WORK ITEM: Using the entries that follow, collect the lines where the word "ConfigError" appears.

DATA UNDER STUDY:
use crate::core::Storage;
use crate::utils::error::Result;
use async_trait::async_trait;
use std::path::{Path, PathBuf};

/// Storage rooted at a local directory; parent directories are created on write.
#[derive(Debug, Clone)]
pub struct LocalStorage {
    base_path: String,
}

impl LocalStorage {
    pub fn new(base_path: String) -> Self {
        Self { base_path }
    }

    pub fn resolve(&self, path: &str) -> PathBuf {
        Path::new(&self.base_path).join(path)
    }
}

#[async_trait]
impl Storage for LocalStorage {
    async fn read_file(&self, path: &str) -> Result<Vec<u8>> {
        let data = tokio::fs::read(self.resolve(path)).await?;
        Ok(data)
    }

    async fn write_file(&self, path: &str, data: &[u8]) -> Result<()> {
        let full_path = self.resolve(path);

        if let Some(parent) = full_path.parent() {
            tokio::fs::create_dir_all(parent).await?;
        }

        tokio::fs::write(full_path, data).await?;
        Ok(())
    }
}
// Domain layer: core models and ports (interfaces). No external dependencies beyond std/serde when needed.

pub mod model;
pub mod ports;
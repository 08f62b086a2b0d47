use std::collections::{HashSet, VecDeque};

use super::Algorithm;
use crate::core::graph::GraphModel;
use crate::domain::model::{AlgorithmType, Traversal, TraversalStep};
use crate::utils::error::Result;

/// "DFS : A -> B -> C"
fn route_text(prefix: &str, start: char, steps: &[TraversalStep]) -> String {
    let mut text = format!("{} : {}", prefix, start);
    for step in steps {
        text.push_str(" -> ");
        text.push(step.to);
    }
    text
}

#[derive(Debug, Default)]
pub struct DepthFirstSearch {
    visited: HashSet<char>,
    steps: Vec<TraversalStep>,
}

impl DepthFirstSearch {
    fn visit(&mut self, graph: &GraphModel, current: char) {
        self.visited.insert(current);
        for (neighbor, _) in graph.neighbors_by_weight(current) {
            if !self.visited.contains(&neighbor) {
                self.steps.push(TraversalStep::new(current, neighbor));
                self.visit(graph, neighbor);
            }
        }
    }
}

impl Algorithm for DepthFirstSearch {
    fn algorithm_type(&self) -> AlgorithmType {
        AlgorithmType::DepthFirst
    }

    fn perform(&mut self, graph: &mut GraphModel, start: char) -> Result<Traversal> {
        graph.require_vertex(start)?;
        self.visited.clear();
        self.steps.clear();
        self.visit(graph, start);
        Ok(Traversal {
            result: route_text("DFS", start, &self.steps),
            steps: std::mem::take(&mut self.steps),
        })
    }
}

#[derive(Debug, Default)]
pub struct BreadthFirstSearch {
    discovered: HashSet<char>,
    queue: VecDeque<char>,
}

impl Algorithm for BreadthFirstSearch {
    fn algorithm_type(&self) -> AlgorithmType {
        AlgorithmType::BreadthFirst
    }

    fn perform(&mut self, graph: &mut GraphModel, start: char) -> Result<Traversal> {
        graph.require_vertex(start)?;
        self.discovered.clear();
        self.queue.clear();

        let mut steps = Vec::new();
        self.discovered.insert(start);
        self.queue.push_back(start);
        while let Some(current) = self.queue.pop_front() {
            for (neighbor, _) in graph.neighbors_by_weight(current) {
                if self.discovered.insert(neighbor) {
                    steps.push(TraversalStep::new(current, neighbor));
                    self.queue.push_back(neighbor);
                }
            }
        }
        Ok(Traversal {
            result: route_text("BFS", start, &steps),
            steps,
        })
    }
}
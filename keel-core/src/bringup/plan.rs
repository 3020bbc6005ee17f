//! Bring-up plan
//!
//! Turns the configuration snapshot into the ordered list of bring-up
//! steps. Only enabled peripherals produce a step, and a peripheral's
//! config is only built when its step is.
//!
//! The order is fixed:
//!
//! 1. system clocks
//! 2. hardware timers
//! 3. kernel-tier devices (ADC, PWM, soft PWM)
//! 4. tick source, which requires its timer from step 2
//! 5. TWI, then SPI master, then SPI slave
//! 6. serial devices (primary tier)

use heapless::Vec;

use crate::config::{
    AdcConfig, BitbangUartConfig, ConfigError, I2cConfig, PeripheralConfig, PwmConfig, SpiConfig,
    SpiRole, SysConfig, UartConfig, PWM_COUNT, TIMER_COUNT,
};
use crate::traits::{DeviceKind, DeviceSpec, DriverKind, InitTier, INIT_PRIO_DEFAULT};

/// Upper bound on the number of steps any configuration can produce
///
/// Clocks, timers, ADC, PWM, soft PWM, tick source, I2C, one SPI role and
/// both UARTs.
pub const MAX_STEPS: usize = 1 + TIMER_COUNT + 1 + PWM_COUNT + 1 + 1 + 1 + 1 + 2;

/// Device names of the hardware PWM instances
const PWM_NAMES: [&str; PWM_COUNT] = ["pwm0", "pwm1", "pwm2", "pwm3"];

/// One bring-up step
#[derive(Debug, Clone, Copy, PartialEq, Eq)]
#[cfg_attr(feature = "defmt", derive(defmt::Format))]
pub enum Step {
    /// Start the system clocks
    ClockStart,
    /// Claim a hardware timer
    Timer(u8),
    /// Register a device
    Device(DeviceSpec),
    /// Start the tick source on an already claimed timer
    TickSource { timer: u8, freq_hz: u32 },
    /// Claim a TWI master
    I2c { index: u8, config: I2cConfig },
    /// Claim an SPI instance
    Spi {
        index: u8,
        role: SpiRole,
        config: SpiConfig,
    },
}

/// Step identity, used for logging and error reports
#[derive(Debug, Clone, Copy, PartialEq, Eq)]
#[cfg_attr(feature = "defmt", derive(defmt::Format))]
pub enum StepKind {
    ClockStart,
    Timer(u8),
    Device(&'static str),
    TickSource,
    I2c(u8),
    Spi(u8, SpiRole),
}

impl Step {
    pub fn kind(&self) -> StepKind {
        match self {
            Step::ClockStart => StepKind::ClockStart,
            Step::Timer(index) => StepKind::Timer(*index),
            Step::Device(spec) => StepKind::Device(spec.name),
            Step::TickSource { .. } => StepKind::TickSource,
            Step::I2c { index, .. } => StepKind::I2c(*index),
            Step::Spi { index, role, .. } => StepKind::Spi(*index, *role),
        }
    }
}

/// Ordered bring-up steps
pub type BringupPlan = Vec<Step, MAX_STEPS>;

/// Build the bring-up plan for a configuration
///
/// Rejects configurations that can never boot before producing any step.
pub fn plan(cfg: &SysConfig) -> Result<BringupPlan, ConfigError> {
    cfg.validate()?;

    let mut steps = BringupPlan::new();
    let mut push = |step: Step| {
        let pushed = steps.push(step).is_ok();
        debug_assert!(pushed, "MAX_STEPS too small for this configuration");
    };

    push(Step::ClockStart);

    for (index, &on) in cfg.timers.iter().enumerate() {
        if on {
            push(Step::Timer(index as u8));
        }
    }

    if cfg.adc_0.enabled {
        push(Step::Device(DeviceSpec {
            name: "adc0",
            kind: DeviceKind::Adc(0),
            tier: InitTier::Kernel,
            priority: INIT_PRIO_DEFAULT,
            driver: DriverKind::Saadc,
            config: PeripheralConfig::Adc(AdcConfig::from_options(&cfg.adc_0)?),
        }));
    }

    for (index, &on) in cfg.pwm.iter().enumerate() {
        if !on {
            continue;
        }
        push(Step::Device(DeviceSpec {
            name: PWM_NAMES[index],
            kind: DeviceKind::Pwm(index as u8),
            tier: InitTier::Kernel,
            priority: INIT_PRIO_DEFAULT,
            driver: DriverKind::Pwm,
            config: PeripheralConfig::Pwm(PwmConfig { index: index as u8 }),
        }));
    }

    if cfg.soft_pwm {
        push(Step::Device(DeviceSpec {
            name: "spwm",
            kind: DeviceKind::SoftPwm,
            tier: InitTier::Kernel,
            priority: INIT_PRIO_DEFAULT,
            driver: DriverKind::SoftPwm,
            config: PeripheralConfig::SoftPwm,
        }));
    }

    if let Some(timer) = cfg.cputime.timer() {
        push(Step::TickSource {
            timer,
            freq_hz: cfg.cputime.freq,
        });
    }

    if cfg.i2c_0.enabled {
        push(Step::I2c {
            index: 0,
            config: I2cConfig::from_options(&cfg.i2c_0)?,
        });
    }

    if cfg.spi_0_master.enabled {
        push(Step::Spi {
            index: 0,
            role: SpiRole::Master,
            config: SpiConfig::from_options(&cfg.spi_0_master, SpiRole::Master)?,
        });
    }

    if cfg.spi_0_slave.enabled {
        push(Step::Spi {
            index: 0,
            role: SpiRole::Slave,
            config: SpiConfig::from_options(&cfg.spi_0_slave, SpiRole::Slave)?,
        });
    }

    if cfg.uart_0.enabled {
        push(Step::Device(DeviceSpec {
            name: "uart0",
            kind: DeviceKind::Uart(0),
            tier: InitTier::Primary,
            priority: 0,
            driver: DriverKind::UartHal,
            config: PeripheralConfig::Uart(UartConfig::from_options(&cfg.uart_0)?),
        }));
    }

    if cfg.uart_1.enabled {
        push(Step::Device(DeviceSpec {
            name: "uart1",
            kind: DeviceKind::Uart(1),
            tier: InitTier::Primary,
            priority: 0,
            driver: DriverKind::UartBitbang,
            config: PeripheralConfig::BitbangUart(BitbangUartConfig::from_options(
                &cfg.uart_1,
                cfg,
            )),
        }));
    }

    Ok(steps)
}

#[cfg(test)]
mod tests {
    use super::*;
    use proptest::prelude::*;

    fn everything() -> SysConfig {
        let mut cfg = SysConfig::NRF52840PDK;
        cfg.timers = [true; TIMER_COUNT];
        cfg.pwm = [true; PWM_COUNT];
        cfg.soft_pwm = true;
        cfg.adc_0.enabled = true;
        cfg.i2c_0.enabled = true;
        cfg.spi_0_master.enabled = true;
        cfg.uart_1.enabled = true;
        cfg
    }

    fn kinds(plan: &BringupPlan) -> Vec<StepKind, MAX_STEPS> {
        plan.iter().map(Step::kind).collect()
    }

    #[test]
    fn test_stock_plan() {
        let plan = plan(&SysConfig::NRF52840PDK).unwrap();
        assert_eq!(
            kinds(&plan).as_slice(),
            &[
                StepKind::ClockStart,
                StepKind::Timer(0),
                StepKind::TickSource,
                StepKind::Device("uart0"),
            ]
        );
        assert_eq!(
            plan[2],
            Step::TickSource {
                timer: 0,
                freq_hz: 1_000_000
            }
        );
    }

    #[test]
    fn test_full_plan_order() {
        let plan = plan(&everything()).unwrap();
        assert_eq!(
            kinds(&plan).as_slice(),
            &[
                StepKind::ClockStart,
                StepKind::Timer(0),
                StepKind::Timer(1),
                StepKind::Timer(2),
                StepKind::Timer(3),
                StepKind::Timer(4),
                StepKind::Timer(5),
                StepKind::Device("adc0"),
                StepKind::Device("pwm0"),
                StepKind::Device("pwm1"),
                StepKind::Device("pwm2"),
                StepKind::Device("pwm3"),
                StepKind::Device("spwm"),
                StepKind::TickSource,
                StepKind::I2c(0),
                StepKind::Spi(0, SpiRole::Master),
                StepKind::Device("uart0"),
                StepKind::Device("uart1"),
            ]
        );
    }

    #[test]
    fn test_largest_plan_fits() {
        assert_eq!(plan(&everything()).unwrap().len(), MAX_STEPS);

        let mut slave = everything();
        slave.spi_0_master.enabled = false;
        slave.spi_0_slave.enabled = true;
        assert_eq!(plan(&slave).unwrap().len(), MAX_STEPS);
    }

    #[test]
    fn test_disabled_config_only_starts_clocks() {
        let plan = plan(&SysConfig::disabled()).unwrap();
        assert_eq!(kinds(&plan).as_slice(), &[StepKind::ClockStart]);
    }

    #[test]
    fn test_disabled_options_never_built() {
        // Options that would fail to build are fine while disabled
        let mut cfg = SysConfig::disabled();
        cfg.adc_0.resolution = 11;
        cfg.i2c_0.freq_khz = 1;
        assert_eq!(plan(&cfg).unwrap().len(), 1);
    }

    #[test]
    fn test_invalid_config_yields_no_steps() {
        let mut cfg = SysConfig::NRF52840PDK;
        cfg.spi_0_master.enabled = true;
        cfg.spi_0_slave.enabled = true;
        assert_eq!(plan(&cfg), Err(ConfigError::SpiRoleConflict));
    }

    #[test]
    fn test_device_configs() {
        let plan = plan(&everything()).unwrap();
        let uart1 = plan
            .iter()
            .find_map(|s| match s {
                Step::Device(spec) if spec.name == "uart1" => Some(*spec),
                _ => None,
            })
            .unwrap();
        assert_eq!(uart1.tier, InitTier::Primary);
        assert_eq!(uart1.driver, DriverKind::UartBitbang);
        match uart1.config {
            PeripheralConfig::BitbangUart(c) => assert_eq!(c.cputimer_freq, 1_000_000),
            other => panic!("unexpected config {:?}", other),
        }

        let pwm3 = plan
            .iter()
            .find_map(|s| match s {
                Step::Device(spec) if spec.kind == DeviceKind::Pwm(3) => Some(*spec),
                _ => None,
            })
            .unwrap();
        assert_eq!(pwm3.name, "pwm3");
        assert_eq!(pwm3.priority, INIT_PRIO_DEFAULT);
    }

    fn arb_config() -> impl Strategy<Value = SysConfig> {
        (
            any::<[bool; TIMER_COUNT]>(),
            any::<[bool; PWM_COUNT]>(),
            any::<[bool; 6]>(),
            -1i8..TIMER_COUNT as i8,
        )
            .prop_map(|(timers, pwm, flags, timer_num)| {
                let mut cfg = SysConfig::NRF52840PDK;
                cfg.timers = timers;
                cfg.pwm = pwm;
                cfg.soft_pwm = flags[0];
                cfg.adc_0.enabled = flags[1];
                cfg.i2c_0.enabled = flags[2];
                cfg.spi_0_master.enabled = flags[3];
                cfg.spi_0_slave.enabled = flags[4] && !flags[3];
                cfg.uart_1.enabled = flags[5];
                cfg.cputime.timer_num = timer_num;
                cfg
            })
    }

    proptest! {
        #[test]
        fn prop_timers_before_tick_before_buses(cfg in arb_config()) {
            let plan = plan(&cfg).unwrap();
            let pos = |pred: &dyn Fn(&Step) -> bool| plan.iter().position(|s| pred(s));
            let rpos = |pred: &dyn Fn(&Step) -> bool| plan.iter().rposition(|s| pred(s));

            let last_timer = rpos(&|s| matches!(s, Step::Timer(_)));
            let tick = pos(&|s| matches!(s, Step::TickSource { .. }));
            let first_bus = pos(&|s| {
                matches!(s, Step::I2c { .. } | Step::Spi { .. })
                    || matches!(s, Step::Device(d) if matches!(d.kind, DeviceKind::Uart(_)))
            });

            if let (Some(t), Some(c)) = (last_timer, tick) {
                prop_assert!(t < c);
            }
            if let (Some(c), Some(b)) = (tick, first_bus) {
                prop_assert!(c < b);
            }
            if let (Some(t), Some(b)) = (last_timer, first_bus) {
                prop_assert!(t < b);
            }
        }

        #[test]
        fn prop_one_step_per_enabled_peripheral(cfg in arb_config()) {
            let plan = plan(&cfg).unwrap();
            let devices = plan.iter().filter(|s| matches!(s, Step::Device(_))).count();
            let expected = cfg.pwm.iter().filter(|&&p| p).count()
                + cfg.adc_0.enabled as usize
                + cfg.soft_pwm as usize
                + cfg.uart_0.enabled as usize
                + cfg.uart_1.enabled as usize;
            prop_assert_eq!(devices, expected);

            let timers = plan.iter().filter(|s| matches!(s, Step::Timer(_))).count();
            prop_assert_eq!(timers, cfg.timer_count());
        }
    }
}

TASK RESULT:
    AdcConfig, BitbangUartConfig, ConfigError, I2cConfig, PeripheralConfig, PwmConfig, SpiConfig,
pub fn plan(cfg: &SysConfig) -> Result<BringupPlan, ConfigError> {
        assert_eq!(plan(&cfg), Err(ConfigError::SpiRoleConflict));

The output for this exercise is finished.